I was sitting in Dr W2’s office and he was showing me something on his computer screen. He explained quietly (not like him!) what was on the screen, but I could not understand what he meant. I asked him if it meant that he was worried about the cancer beast making a reappearance (ok I didn’t use those words, but that was what I was wanting to know). However, I just could not understand what he was trying to tell me. Then he changed the subject and said he would take out my port the next day.
Then I woke up in a cold sweat, surrounded by the remnants of a very vivid nightmare!
I have to return to Bangkok next week for the first of my 3 month check ups and I know I am not looking forward to it. Let’s be honest, I’m dreading it. To find that it is intruding in my dreams, and in such a lucid fashion, is not welcome.
I’m not so worried about the procedures – I know the needle lady will get a fair share of blood from my weary veins, and I know I will be prodded and poked.

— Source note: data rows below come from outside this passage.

//! services/client/src/config.rs
//!
//! Defines the client's configuration structure and loading logic.
//!
//! All configuration is loaded from environment variables at startup. The `.env`
//! file is used for local development.

use std::path::PathBuf;
use std::time::Duration;
use tracing::Level;

/// A custom error type for configuration loading failures.
#[derive(Debug, thiserror::Error)]
pub enum ConfigError {
    #[error("Invalid value for the environment variable {0}: {1}")]
    InvalidValue(String, String),
}

/// Destinations used on the messaging broker.
#[derive(Clone, Debug, PartialEq, Eq)]
pub struct ChannelConfig {
    /// Room topics are `{room_topic_prefix}/{song_id}`.
    pub room_topic_prefix: String,
    /// `None` disables the per-user notification queue.
    pub private_queue: Option<String>,
    pub play_destination: String,
    pub pause_destination: String,
    pub reaction_destination: String,
}

impl ChannelConfig {
    pub fn room_topic(&self, song_id: &str) -> String {
        format!("{}/{}", self.room_topic_prefix.trim_end_matches('/'), song_id)
    }
}

impl Default for ChannelConfig {
    fn default() -> Self {
        Self {
            room_topic_prefix: "/broker/canciones".to_string(),
            private_queue: Some("/user/queue/notificaciones".to_string()),
            play_destination: "/app/reproducir".to_string(),
            pause_destination: "/app/detener".to_string(),
            reaction_destination: "/app/reaccionar".to_string(),
        }
    }
}

/// Holds all configuration loaded from the environment at startup.
#[derive(Clone, Debug)]
pub struct Config {
    pub log_level: Level,
    pub stream_endpoint: String,
    pub song_rpc_path: String,
    pub channel_endpoint: String,
    pub channel: ChannelConfig,
    pub receipt_timeout: Duration,
    pub output_dir: PathBuf,
}

impl Config {
    /// Loads configuration from environment variables.
    ///
    /// It will look for a `.env` file in the current directory for development,
    /// but this is skipped in test environments to ensure tests are hermetic.
    pub fn from_env() -> Result<Self, ConfigError> {
        // Only load from .env in non-test mode to avoid contamination.
        if !cfg!(test) {
            dotenvy::dotenv().ok();
        }
        Self::from_lookup(|key| std::env::var(key).ok())
    }

    /// Builds the configuration from an arbitrary key lookup.
    pub fn from_lookup<F>(lookup: F) -> Result<Self, ConfigError>
    where
        F: Fn(&str) -> Option<String>,
    {
        let var_or = |key: &str, default: &str| lookup(key).unwrap_or_else(|| default.to_string());

        let log_level_str = var_or("RUST_LOG", "INFO");
        let log_level = log_level_str.parse::<Level>().map_err(|_| {
            ConfigError::InvalidValue(
                "RUST_LOG".to_string(),
                format!("'{}' is not a valid log level", log_level_str),
            )
        })?;

        // --- Streaming backend (gRPC-web proxy) ---
        let stream_endpoint = var_or("STREAM_ENDPOINT", "http://localhost:8080");
        if !stream_endpoint.starts_with("http://") && !stream_endpoint.starts_with("https://") {
            return Err(ConfigError::InvalidValue(
                "STREAM_ENDPOINT".to_string(),
                format!("'{}' is not an http(s) URL", stream_endpoint),
            ));
        }
        let song_rpc_path = var_or(
            "SONG_RPC_PATH",
            "/servicios.AudioService/enviarCancionMedianteStream",
        );

        // --- Reactions broker ---
        let channel_endpoint = var_or("CHANNEL_ENDPOINT", "ws://localhost:5000/ws/websocket");
        if !channel_endpoint.starts_with("ws://") && !channel_endpoint.starts_with("wss://") {
            return Err(ConfigError::InvalidValue(
                "CHANNEL_ENDPOINT".to_string(),
                format!("'{}' is not a ws(s) URL", channel_endpoint),
            ));
        }

        let defaults = ChannelConfig::default();
        let subscribe_private = match lookup("SUBSCRIBE_PRIVATE_QUEUE") {
            None => true,
            Some(raw) => parse_bool(&raw).ok_or_else(|| {
                ConfigError::InvalidValue(
                    "SUBSCRIBE_PRIVATE_QUEUE".to_string(),
                    format!("'{}' is not a boolean", raw),
                )
            })?,
        };
        let private_queue = subscribe_private.then(|| {
            lookup("PRIVATE_QUEUE").unwrap_or_else(|| "/user/queue/notificaciones".to_string())
        });
        let channel = ChannelConfig {
            room_topic_prefix: lookup("ROOM_TOPIC_PREFIX").unwrap_or(defaults.room_topic_prefix),
            private_queue,
            ..defaults
        };

        let receipt_timeout_str = var_or("RECEIPT_TIMEOUT_MS", "2000");
        let receipt_timeout = receipt_timeout_str
            .parse::<u64>()
            .map(Duration::from_millis)
            .map_err(|e| ConfigError::InvalidValue("RECEIPT_TIMEOUT_MS".to_string(), e.to_string()))?;

        let output_dir = PathBuf::from(var_or("OUTPUT_DIR", "./downloads"));

        Ok(Self {
            log_level,
            stream_endpoint,
            song_rpc_path,
            channel_endpoint,
            channel,
            receipt_timeout,
            output_dir,
        })
    }
}

fn parse_bool(raw: &str) -> Option<bool> {
    match raw.trim().to_ascii_lowercase().as_str() {
        "1" | "true" | "yes" | "on" => Some(true),
        "0" | "false" | "no" | "off" => Some(false),
        _ => None,
    }
}
//! services/client/src/room/protocol.rs
//!
//! Defines the JSON payloads exchanged with the reactions broker.
//!
//! Field names follow the broker's models (`idCancion`, `tipo`, `contenido`,
//! `titulo`, `mensaje`). The English spellings are accepted on input too.

use listening_room_core::domain::{EventKind, NotificationKind, PrivateNotification, RoomMessage};
use serde::{Deserialize, Serialize};

//=========================================================================================
// Room Messages (both directions)
//=========================================================================================

#[derive(Serialize, Deserialize, Debug, Clone, Copy, PartialEq, Eq)]
pub enum WireKind {
    #[serde(rename = "PLAY")]
    Play,
    #[serde(rename = "PAUSE")]
    Pause,
    #[serde(rename = "REACCION", alias = "REACTION")]
    Reaction,
}

/// The payload published to `/app/*` and broadcast on the room topic.
#[derive(Serialize, Deserialize, Debug, Clone, PartialEq, Eq)]
pub struct RoomPayload {
    pub nickname: String,
    #[serde(rename = "idCancion", alias = "songId", default)]
    pub song_id: String,
    #[serde(rename = "tipo", alias = "kind")]
    pub kind: WireKind,
    #[serde(rename = "contenido", alias = "content", default)]
    pub content: Option<String>,
}

/// Why an inbound room payload was refused.
#[derive(Debug, thiserror::Error)]
pub enum PayloadError {
    #[error("invalid JSON: {0}")]
    Json(#[from] serde_json::Error),
    #[error("reaction from '{0}' has no content")]
    MissingReactionContent(String),
}

impl From<&RoomMessage> for RoomPayload {
    fn from(msg: &RoomMessage) -> Self {
        Self {
            nickname: msg.nickname.clone(),
            song_id: msg.song_id.clone(),
            kind: match msg.kind {
                EventKind::Play => WireKind::Play,
                EventKind::Pause => WireKind::Pause,
                EventKind::Reaction => WireKind::Reaction,
            },
            content: msg.content.clone(),
        }
    }
}

impl RoomPayload {
    fn into_domain(self) -> Result<RoomMessage, PayloadError> {
        let kind = match self.kind {
            WireKind::Play => EventKind::Play,
            WireKind::Pause => EventKind::Pause,
            WireKind::Reaction => EventKind::Reaction,
        };
        // PLAY/PAUSE may carry a descriptive string; only reactions need one.
        let content = self.content.filter(|c| !c.trim().is_empty());
        if kind == EventKind::Reaction && content.is_none() {
            return Err(PayloadError::MissingReactionContent(self.nickname));
        }
        Ok(RoomMessage {
            nickname: self.nickname,
            song_id: self.song_id,
            kind,
            content: if kind == EventKind::Reaction { content } else { None },
        })
    }
}

pub fn encode_room_message(msg: &RoomMessage) -> Result<String, serde_json::Error> {
    serde_json::to_string(&RoomPayload::from(msg))
}

pub fn decode_room_message(raw: &str) -> Result<RoomMessage, PayloadError> {
    serde_json::from_str::<RoomPayload>(raw)?.into_domain()
}

//=========================================================================================
// Private Notifications (server -> one user)
//=========================================================================================

#[derive(Deserialize, Debug)]
struct NotificationPayload {
    #[serde(rename = "tipo", alias = "kind", default)]
    kind: String,
    #[serde(rename = "titulo", alias = "title", default)]
    title: String,
    #[serde(rename = "mensaje", alias = "message", default)]
    message: String,
}

pub fn decode_private_notification(raw: &str) -> Result<PrivateNotification, serde_json::Error> {
    let payload: NotificationPayload = serde_json::from_str(raw)?;
    Ok(PrivateNotification {
        kind: notification_kind(&payload.kind),
        title: payload.title,
        message: payload.message,
    })
}

fn notification_kind(raw: &str) -> NotificationKind {
    match raw {
        "ERROR_PAGO" => NotificationKind::PaymentError,
        "LIMITE_ALCANZADO" => NotificationKind::LimitReached,
        "INFO" => NotificationKind::Info,
        other => NotificationKind::Other(other.to_string()),
    }
}
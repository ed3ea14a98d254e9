// SPDX-License-Identifier: Apache-2.0
// Copyright 2025 itsakeyfut
//
// Licensed under the Apache License, Version 2.0 (the "License");
// you may not use this file except in compliance with the License.
// You may obtain a copy of the License at
//
//     http://www.apache.org/licenses/LICENSE-2.0
//
// Unless required by applicable law or agreed to in writing, software
// distributed under the License is distributed on an "AS IS" BASIS,
// WITHOUT WARRANTIES OR CONDITIONS OF ANY KIND, either express or implied.
// See the License for the specific language governing permissions and
// limitations under the License.

//! Machine snapshots
//!
//! A snapshot captures everything that influences future execution: the
//! register file, every memory-backed region, the TLB, pending scheduler
//! events and the state of each device. Host-side caches (decoded blocks,
//! the micro-TLB) are not part of it and are rebuilt after a restore.
//!
//! # Snapshot Format
//!
//! ```text
//! offset 0  "VMCS"              magic
//! offset 4  u32 little-endian   format version
//! offset 8  bincode payload     MachineSnapshot (standard config)
//! ```
//!
//! The payload must be consumed exactly; trailing bytes are rejected.
//!
//! # Restoring
//!
//! [`MachineSnapshot::apply`] validates the whole snapshot against the target
//! machine before touching it. The only step that can still fail afterwards is
//! a device rejecting its own state, and in that case every device already
//! updated is rolled back.
//!
//! # Save State Files
//!
//! [`SaveStateFile`] wraps a snapshot with a timestamp and a label for the
//! command line front-end. The timestamp lives outside the snapshot bytes so
//! that two snapshots of the same machine state are byte-identical.

use std::fs::File;
use std::io::{Read, Write};
use std::path::Path;

use bincode::{config, Decode, Encode};
use chrono::{DateTime, Utc};
use serde::{Deserialize, Serialize};

use crate::core::cpu::CpuState;
use crate::core::error::{Result, SerializationError};
use crate::core::executor::Hardware;
use crate::core::interrupt::InterruptState;
use crate::core::memory::{decode_device_state, encode_device_state};
use crate::core::mmu::{Mmu, MmuState};
use crate::core::timing::SchedulerState;

/// Leading bytes of every snapshot
pub const SNAPSHOT_MAGIC: [u8; 4] = *b"VMCS";

/// Snapshot format version
///
/// Increment whenever the payload layout changes.
pub const SNAPSHOT_VERSION: u32 = 1;

/// Magic plus version
const HEADER_LEN: usize = 8;

/// Name under which the interrupt controller is stored
const IRQ_STATE_NAME: &str = "irq";

/// Contents of one memory-backed region
#[derive(Debug, Clone, PartialEq, Eq, Encode, Decode)]
pub struct RegionState {
    pub name: String,
    pub base: u32,
    pub data: Vec<u8>,
}

/// Opaque state of one device
#[derive(Debug, Clone, PartialEq, Eq, Encode, Decode)]
pub struct DeviceState {
    pub name: String,
    pub data: Vec<u8>,
}

/// Complete machine state
#[derive(Debug, Clone, PartialEq, Eq, Encode, Decode)]
pub struct MachineSnapshot {
    pub cpu: CpuState,
    /// Memory-backed regions in mapping order
    pub memory: Vec<RegionState>,
    pub mmu: MmuState,
    pub scheduler: SchedulerState,
    /// Interrupt controller first, then attached devices in attach order
    pub devices: Vec<DeviceState>,
}

impl MachineSnapshot {
    /// Capture the current state of `hw`
    pub fn capture(hw: &Hardware) -> Self {
        let memory = hw
            .bus
            .memory_regions()
            .map(|region| RegionState {
                name: region.name().to_string(),
                base: region.base(),
                data: region.data().to_vec(),
            })
            .collect();

        let mut devices = vec![DeviceState {
            name: IRQ_STATE_NAME.to_string(),
            data: encode_device_state(&hw.bus.irq().state()),
        }];
        devices.extend(hw.bus.devices().map(|device| DeviceState {
            name: device.name().to_string(),
            data: device.save_state(),
        }));

        Self {
            cpu: hw.cpu.state(),
            memory,
            mmu: hw.mmu.state(),
            scheduler: hw.scheduler.state(),
            devices,
        }
    }

    /// Serialize with header
    pub fn encode(&self) -> std::result::Result<Vec<u8>, SerializationError> {
        let payload = bincode::encode_to_vec(self, config::standard())
            .map_err(|e| SerializationError::Encode(e.to_string()))?;

        let mut bytes = Vec::with_capacity(HEADER_LEN + payload.len());
        bytes.extend_from_slice(&SNAPSHOT_MAGIC);
        bytes.extend_from_slice(&SNAPSHOT_VERSION.to_le_bytes());
        bytes.extend_from_slice(&payload);
        Ok(bytes)
    }

    /// Parse and check the header and payload framing
    pub fn decode(bytes: &[u8]) -> std::result::Result<Self, SerializationError> {
        if bytes.len() < HEADER_LEN {
            return Err(SerializationError::Truncated(bytes.len()));
        }
        if bytes[..4] != SNAPSHOT_MAGIC {
            return Err(SerializationError::BadMagic);
        }
        let version = u32::from_le_bytes([bytes[4], bytes[5], bytes[6], bytes[7]]);
        if version != SNAPSHOT_VERSION {
            return Err(SerializationError::VersionMismatch {
                expected: SNAPSHOT_VERSION,
                got: version,
            });
        }

        let payload = &bytes[HEADER_LEN..];
        let (snapshot, consumed): (Self, usize) =
            bincode::decode_from_slice(payload, config::standard())
                .map_err(|e| SerializationError::Decode(e.to_string()))?;
        if consumed != payload.len() {
            return Err(SerializationError::SizeMismatch {
                expected: payload.len(),
                consumed,
            });
        }
        Ok(snapshot)
    }

    /// Check that this snapshot fits the machine `hw`
    ///
    /// Covers everything except the per-device payloads, which only the
    /// devices themselves can judge.
    pub fn validate(&self, hw: &Hardware) -> std::result::Result<(), SerializationError> {
        let regions: Vec<_> = hw.bus.memory_regions().collect();
        if regions.len() != self.memory.len() {
            return Err(SerializationError::RegionMismatch(format!(
                "snapshot has {} memory regions, machine has {}",
                self.memory.len(),
                regions.len()
            )));
        }
        for (region, saved) in regions.iter().zip(&self.memory) {
            if region.name() != saved.name
                || region.base() != saved.base
                || region.data().len() != saved.data.len()
            {
                return Err(SerializationError::RegionMismatch(format!(
                    "'{}' at 0x{:08X} ({} bytes) does not match '{}' at 0x{:08X} ({} bytes)",
                    saved.name,
                    saved.base,
                    saved.data.len(),
                    region.name(),
                    region.base(),
                    region.data().len()
                )));
            }
        }

        Mmu::validate(&self.mmu)?;
        hw.scheduler.validate(&self.scheduler)?;

        let names: Vec<&str> = std::iter::once(IRQ_STATE_NAME)
            .chain(hw.bus.devices().map(|device| device.name()))
            .collect();
        let saved: Vec<&str> = self.devices.iter().map(|d| d.name.as_str()).collect();
        if names != saved {
            return Err(SerializationError::DeviceMismatch(format!(
                "snapshot has devices {:?}, machine has {:?}",
                saved, names
            )));
        }
        Ok(())
    }

    /// Validate, then overwrite the state of `hw`
    ///
    /// Only the MMU's own translation cache is flushed; see
    /// [`apply_with`](Self::apply_with) for host caches.
    pub fn apply(&self, hw: &mut Hardware) -> std::result::Result<(), SerializationError> {
        self.apply_with(hw, |_| {})
    }

    /// Validate, then overwrite the state of `hw`
    ///
    /// `flush` runs once memory, CPU and MMU state are in place and before
    /// the scheduler queue is rebuilt. Nothing is mutated unless the whole
    /// snapshot is accepted.
    pub fn apply_with(
        &self,
        hw: &mut Hardware,
        flush: impl FnOnce(&mut Hardware),
    ) -> std::result::Result<(), SerializationError> {
        self.validate(hw)?;

        // Devices first: they are the only step that can still fail
        let irq: InterruptState = decode_device_state(&self.devices[0].data).map_err(|reason| {
            SerializationError::DeviceState {
                device: IRQ_STATE_NAME.to_string(),
                reason,
            }
        })?;
        load_devices(hw, &self.devices[1..])?;
        hw.bus.irq_mut().restore(irq);

        for (region, saved) in hw.bus.memory_regions_mut().zip(&self.memory) {
            region.data_mut().copy_from_slice(&saved.data);
        }
        hw.cpu.restore(&self.cpu);
        hw.mmu.restore(&self.mmu);
        flush(hw);
        hw.scheduler.restore(&self.scheduler);
        Ok(())
    }
}

/// Load every device state, rolling all of them back if one fails
fn load_devices(
    hw: &mut Hardware,
    states: &[DeviceState],
) -> std::result::Result<(), SerializationError> {
    let devices = hw.bus.devices_mut();
    let backup: Vec<Vec<u8>> = devices.iter().map(|device| device.save_state()).collect();

    for (index, saved) in states.iter().enumerate() {
        if let Err(reason) = devices[index].load_state(&saved.data) {
            log::warn!("Device '{}' rejected its state: {}", saved.name, reason);
            for (device, previous) in devices[..index].iter_mut().zip(&backup) {
                if let Err(e) = device.load_state(previous) {
                    log::error!("Device '{}' failed to roll back: {}", device.name(), e);
                }
            }
            return Err(SerializationError::DeviceState {
                device: saved.name.clone(),
                reason,
            });
        }
    }
    Ok(())
}

/// Save state file metadata
#[derive(Debug, Clone, PartialEq, Serialize, Deserialize, Encode, Decode)]
pub struct SaveStateMetadata {
    /// When the state was written
    #[bincode(with_serde)]
    pub timestamp: DateTime<Utc>,

    /// Free-form description, typically the image name
    pub label: String,

    /// Machine cycle at save time
    pub cycles: u64,

    /// Frames completed at save time
    pub frames: u64,
}

/// A snapshot on disk
#[derive(Debug, Clone, PartialEq, Encode, Decode)]
pub struct SaveStateFile {
    pub metadata: SaveStateMetadata,
    /// Snapshot bytes as produced by `Machine::serialize`
    pub snapshot: Vec<u8>,
}

impl SaveStateFile {
    /// Wrap snapshot bytes, stamping the current time
    pub fn new(snapshot: Vec<u8>, label: impl Into<String>, cycles: u64, frames: u64) -> Self {
        Self {
            metadata: SaveStateMetadata {
                timestamp: Utc::now(),
                label: label.into(),
                cycles,
                frames,
            },
            snapshot,
        }
    }

    /// Write the file
    ///
    /// # Errors
    ///
    /// Returns error if:
    /// - The file cannot be created or written
    /// - Encoding fails
    pub fn save_to_file<P: AsRef<Path>>(&self, path: P) -> Result<()> {
        let encoded = bincode::encode_to_vec(self, config::standard())
            .map_err(|e| SerializationError::Encode(e.to_string()))?;
        let mut file = File::create(path.as_ref())?;
        file.write_all(&encoded)?;
        log::info!(
            "Saved state '{}' ({} bytes) to {}",
            self.metadata.label,
            encoded.len(),
            path.as_ref().display()
        );
        Ok(())
    }

    /// Read a file written by [`SaveStateFile::save_to_file`]
    ///
    /// The embedded snapshot header is checked here as well, so a file from
    /// an incompatible version is rejected before it reaches a machine.
    pub fn load_from_file<P: AsRef<Path>>(path: P) -> Result<Self> {
        let mut file = File::open(path.as_ref())?;
        let mut buffer = Vec::new();
        file.read_to_end(&mut buffer)?;

        let (state, consumed): (Self, usize) =
            bincode::decode_from_slice(&buffer, config::standard())
                .map_err(|e| SerializationError::Decode(e.to_string()))?;
        if consumed != buffer.len() {
            return Err(SerializationError::SizeMismatch {
                expected: buffer.len(),
                consumed,
            }
            .into());
        }
        MachineSnapshot::decode(&state.snapshot)?;
        Ok(state)
    }
}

I’m not looking forward to it, and I know I will be my usual cowardly self faced with the needle. I also know I will either have my port flushed or removed and that I am pretty nervous about.
This is not what I am most afraid of though, I realise. What frightens me most is that the Doctors see some sign of concern, and not the NED (No Evidence of Disease) I crave. And just in case that fear was not abundantly clear to me, the night time monsters have decided to spell it out in the form of these scary nightmares.